We ask the right questions.
We seek researchable issues with the potential to yield pivotal pieces of knowledge that propel the food and agriculture field forward. For each project, we survey the food and agriculture field to ensure we are focusing on research questions that are not being answered elsewhere. We then look at the landscape and decide, project-by-project, how to convene the right partners to address a given issue.

We leverage top talent and diverse perspectives.
To catalyze innovation, we believe we need not only brilliant minds, but also diverse perspectives tackling today’s challenges in food and agriculture. It will take outside-the-box, interdisciplinary thinking to truly transform our food system.

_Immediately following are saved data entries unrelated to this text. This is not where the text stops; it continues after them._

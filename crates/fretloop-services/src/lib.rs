//! fretloop-services: Synthesis, audio output and offline rendering

pub mod audio_engine;
pub mod audio_io;
pub mod native_instruments;
pub mod offline;
pub mod renderer;
pub mod synths;

pub use audio_engine::{audio_engine, AudioEngine, AudioEngineError, EngineState, LOOKAHEAD};
pub use audio_io::{default_output_device_info, AudioOutputError, OutputDeviceInfo, RealtimeOutputStream};
pub use native_instruments::{ClickVoice, DrumKit, Instrument, PluckGuitar, Trigger};
pub use offline::{render_progression, render_progression_to_wav, RenderError, RenderSettings, RenderSummary};
pub use renderer::{db_to_gain, RhythmRenderer, TimedTrigger};
pub use synths::{DrumSynth, GuitarSynth, Metronome};
//! Fretboard note map, box shapes and text diagrams

use std::fmt::Write as _;

use crate::progression::{STANDARD_TUNING_MIDI, STRING_COUNT};
use crate::scales::{interval_label, ScaleType};
use crate::theory::PitchClass;

/// Highest fret on the neck
pub const FRET_COUNT: u8 = 22;

/// Frets drawn by `render_diagram` when the caller has no preference
pub const DIAGRAM_FRETS: u8 = 15;

/// Low E first, matching `STANDARD_TUNING_MIDI`
pub const STRING_NAMES: [&str; STRING_COUNT] = ["E", "A", "D", "G", "B", "e"];

#[derive(Debug, Clone, Copy, PartialEq, Eq)]
pub struct FretPosition {
    pub string: usize,
    pub fret: u8,
    pub midi: u8,
    pub pitch_class: PitchClass,
}

pub fn note_midi(string: usize, fret: u8) -> Option<u8> {
    if fret > FRET_COUNT {
        return None;
    }
    STANDARD_TUNING_MIDI.get(string).map(|open| open + fret)
}

/// Every position on the neck, string by string from low E
pub fn fretboard() -> Vec<FretPosition> {
    (0..STRING_COUNT)
        .flat_map(|string| (0..=FRET_COUNT).map(move |fret| (string, fret)))
        .filter_map(|(string, fret)| {
            let midi = note_midi(string, fret)?;
            Some(FretPosition { string, fret, midi, pitch_class: midi % 12 })
        })
        .collect()
}

// ============================================================================
// Box shapes
// ============================================================================

/// A movable fingering. Offsets are frets relative to the first root
/// position, which anchors the shape on the neck.
#[derive(Debug, Clone, Copy)]
pub struct ScaleShape {
    pub id: &'static str,
    pub name: &'static str,
    pub scale_type: ScaleType,
    /// `(string, fret offset)`
    pub notes: &'static [(usize, i8)],
    pub roots: &'static [(usize, i8)],
}

const MINOR_PENT_BOX: &[(usize, i8)] = &[
    (0, 0), (0, 3), (1, 0), (1, 2), (2, 0), (2, 2),
    (3, 0), (3, 2), (4, 0), (4, 3), (5, 0), (5, 3),
];

pub const SCALE_SHAPES: &[ScaleShape] = &[
    ScaleShape {
        id: "pentatonic-minor-box1",
        name: "Minor Pentatonic Box 1",
        scale_type: ScaleType::PentatonicMinor,
        notes: MINOR_PENT_BOX,
        roots: &[(0, 0), (2, 2), (5, 0)],
    },
    ScaleShape {
        id: "blues-box1",
        name: "Blues Box 1",
        scale_type: ScaleType::Blues,
        notes: &[
            (0, 0), (0, 3), (1, 0), (1, 1), (1, 2), (2, 0), (2, 2),
            (3, 0), (3, 2), (3, 3), (4, 0), (4, 3), (5, 0), (5, 3),
        ],
        roots: &[(0, 0), (2, 2), (5, 0)],
    },
    ScaleShape {
        id: "pentatonic-major-box1",
        name: "Major Pentatonic Box 1",
        scale_type: ScaleType::PentatonicMajor,
        notes: &[
            (0, 0), (0, 2), (1, -1), (1, 2), (2, -1), (2, 2),
            (3, -1), (3, 1), (4, 0), (4, 2), (5, 0), (5, 2),
        ],
        roots: &[(0, 0), (2, 2), (5, 0)],
    },
    ScaleShape {
        id: "major-3nps",
        name: "Major 3 Notes Per String",
        scale_type: ScaleType::Major,
        notes: &[
            (0, 0), (0, 2), (0, 4), (1, 0), (1, 2), (1, 4),
            (2, 1), (2, 2), (2, 4), (3, 1), (3, 2), (3, 4),
            (4, 2), (4, 4), (4, 5), (5, 2), (5, 4), (5, 5),
        ],
        roots: &[(0, 0), (2, 2), (4, 5)],
    },
    ScaleShape {
        id: "natural-minor-3nps",
        name: "Natural Minor 3 Notes Per String",
        scale_type: ScaleType::NaturalMinor,
        notes: &[
            (0, 0), (0, 2), (0, 3), (1, 0), (1, 2), (1, 3),
            (2, 0), (2, 2), (2, 4), (3, 0), (3, 2), (3, 4),
            (4, 1), (4, 3), (4, 5), (5, 2), (5, 3), (5, 5),
        ],
        roots: &[(0, 0), (2, 2), (4, 5)],
    },
];

pub fn shape_for(scale_type: ScaleType) -> Option<&'static ScaleShape> {
    SCALE_SHAPES.iter().find(|s| s.scale_type == scale_type)
}

#[derive(Debug, Clone, Copy, PartialEq, Eq)]
pub enum BoxNoteKind {
    Root,
    /// The b5 of the blues scale
    BlueNote,
    Scale,
}

#[derive(Debug, Clone, Copy, PartialEq, Eq)]
pub struct BoxNote {
    pub string: usize,
    pub fret: u8,
    pub kind: BoxNoteKind,
    /// Interval from the root, `R`, `b3`, `5`, ...
    pub label: &'static str,
}

/// Place a shape for `root` at the lowest position where its anchor root
/// falls on the neck. Notes that would land behind the nut or past the
/// last fret are dropped.
pub fn box_notes(shape: &ScaleShape, root: PitchClass) -> Vec<BoxNote> {
    let Some(&(anchor_string, anchor_offset)) = shape.roots.first() else {
        return Vec::new();
    };
    let Some(&anchor_open) = STANDARD_TUNING_MIDI.get(anchor_string) else {
        return Vec::new();
    };
    let root = root % 12;
    let root_fret = (i16::from(root) + 12 - i16::from(anchor_open % 12)) % 12;
    let base = root_fret - i16::from(anchor_offset);

    shape
        .notes
        .iter()
        .filter_map(|&(string, offset)| {
            let fret = u8::try_from(base + i16::from(offset)).ok()?;
            let midi = note_midi(string, fret)?;
            let interval = (midi + 12 - root) % 12;
            let kind = match interval {
                0 => BoxNoteKind::Root,
                6 if shape.scale_type == ScaleType::Blues => BoxNoteKind::BlueNote,
                _ => BoxNoteKind::Scale,
            };
            Some(BoxNote { string, fret, kind, label: interval_label(interval) })
        })
        .collect()
}

// ============================================================================
// Diagrams
// ============================================================================

/// Draw frets `0..=frets` as text, high e on top. `mark` returns the label
/// for a position or `None` to leave it blank; labels longer than three
/// characters are cut.
pub fn render_diagram<S: AsRef<str>>(
    frets: u8,
    mut mark: impl FnMut(&FretPosition) -> Option<S>,
) -> String {
    let frets = frets.min(FRET_COUNT);
    let mut out = String::from("  ");
    for fret in 0..=frets {
        let _ = write!(out, "{fret:^4}");
    }
    out.push('\n');

    for string in (0..STRING_COUNT).rev() {
        out.push_str(STRING_NAMES[string]);
        out.push(' ');
        for fret in 0..=frets {
            let cell = note_midi(string, fret)
                .map(|midi| FretPosition { string, fret, midi, pitch_class: midi % 12 })
                .and_then(|pos| mark(&pos))
                .map(|s| s.as_ref().chars().take(3).collect::<String>())
                .unwrap_or_default();
            let _ = write!(out, "{cell:-^3}");
            out.push(if fret == 0 { '‖' } else { '|' });
        }
        out.push('\n');
    }
    out
}

#[cfg(test)]
mod tests {
    use super::*;
    use crate::scales::Scale;

    #[test]
    fn test_fretboard_covers_the_neck() {
        let board = fretboard();
        assert_eq!(board.len(), STRING_COUNT * (FRET_COUNT as usize + 1));
        assert_eq!(note_midi(0, 0), Some(40));
        assert_eq!(note_midi(5, 12), Some(76));
        assert_eq!(note_midi(5, FRET_COUNT + 1), None);
        assert_eq!(note_midi(6, 0), None);
        let a_on_low_e = board.iter().find(|p| p.string == 0 && p.fret == 5).unwrap();
        assert_eq!(a_on_low_e.pitch_class, 9);
    }

    #[test]
    fn test_every_shape_stays_in_its_scale() {
        for shape in SCALE_SHAPES {
            for root in 0..12 {
                let scale = Scale::new(root, shape.scale_type);
                let notes = box_notes(shape, root);
                assert!(!notes.is_empty(), "{} on {root}", shape.id);
                for note in &notes {
                    let pc = STANDARD_TUNING_MIDI[note.string] + note.fret;
                    assert!(scale.contains(pc), "{} on {root}: string {} fret {}", shape.id, note.string, note.fret);
                }
            }
        }
    }

    #[test]
    fn test_roots_land_on_root_positions() {
        for shape in SCALE_SHAPES {
            let root = 7;
            let notes = box_notes(shape, root);
            let roots: Vec<(usize, u8)> = notes
                .iter()
                .filter(|n| n.kind == BoxNoteKind::Root)
                .map(|n| (n.string, n.fret))
                .collect();
            let expected: Vec<(usize, u8)> = shape.roots.iter().map(|&(s, o)| (s, (3 + o) as u8)).collect();
            assert_eq!(roots.len(), expected.len(), "{}", shape.id);
            assert!(expected.iter().all(|r| roots.contains(r)), "{}", shape.id);
        }
    }

    #[test]
    fn test_a_minor_pentatonic_box_at_fifth_fret() {
        let shape = shape_for(ScaleType::PentatonicMinor).unwrap();
        let notes = box_notes(shape, 9);
        assert_eq!(notes[0], BoxNote { string: 0, fret: 5, kind: BoxNoteKind::Root, label: "R" });
        assert_eq!(notes[1].fret, 8);
        assert_eq!(notes[1].label, "b3");
    }

    #[test]
    fn test_blue_notes_marked_only_in_blues() {
        let blues = box_notes(shape_for(ScaleType::Blues).unwrap(), 9);
        let blue: Vec<(usize, u8)> = blues
            .iter()
            .filter(|n| n.kind == BoxNoteKind::BlueNote)
            .map(|n| (n.string, n.fret))
            .collect();
        assert_eq!(blue, vec![(1, 6), (3, 8)]);

        let lydian_like = box_notes(shape_for(ScaleType::Major).unwrap(), 0);
        assert!(lydian_like.iter().all(|n| n.kind != BoxNoteKind::BlueNote));
    }

    #[test]
    fn test_shapes_below_the_nut_are_clipped() {
        // E major pentatonic anchors at the open string; the -1 offsets drop
        let shape = shape_for(ScaleType::PentatonicMajor).unwrap();
        let notes = box_notes(shape, 4);
        assert_eq!(notes.len(), shape.notes.len() - 3);
        assert!(notes.iter().all(|n| n.fret <= 2));
    }

    #[test]
    fn test_render_diagram_marks_positions() {
        let text = render_diagram(DIAGRAM_FRETS, |p| (p.pitch_class == 9).then_some("R"));
        let lines: Vec<&str> = text.lines().collect();
        assert_eq!(lines.len(), STRING_COUNT + 1);
        assert!(lines[1].starts_with("e "));
        assert!(lines[6].starts_with("E "));
        // A on the open A string and the fifth fret of both E strings
        assert!(lines[5].contains("-R-‖"));
        assert_eq!(lines[6].matches('R').count(), 1);
        assert!(lines.iter().skip(1).all(|l| l.chars().filter(|&c| c == '|').count() == DIAGRAM_FRETS as usize));
    }
}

When soliciting research proposals or building a team, we strive to include experts with diverse backgrounds and in different fields, and perspectives from different sides and stages of an issue.

We drive results.
Once we embark on a research project, tangible results become our guiding light. To drive socially feasible and economically viable solutions, we seek stakeholder input starting at the research design phase.

Who We Are

The Foundation for Food and Agriculture Research builds unique partnerships to support innovative and actionable science addressing today’s food and agriculture challenges. The Foundation was established by the Farm Bill passed in 2014 and charged with complementing and furthering the important work of the U.S. Department of Agriculture. Leveraging public and private resources, FFAR will increase the scientific and technological research, innovation, and partnerships critical to enhancing sustainable production of nutritious food for a growing global population.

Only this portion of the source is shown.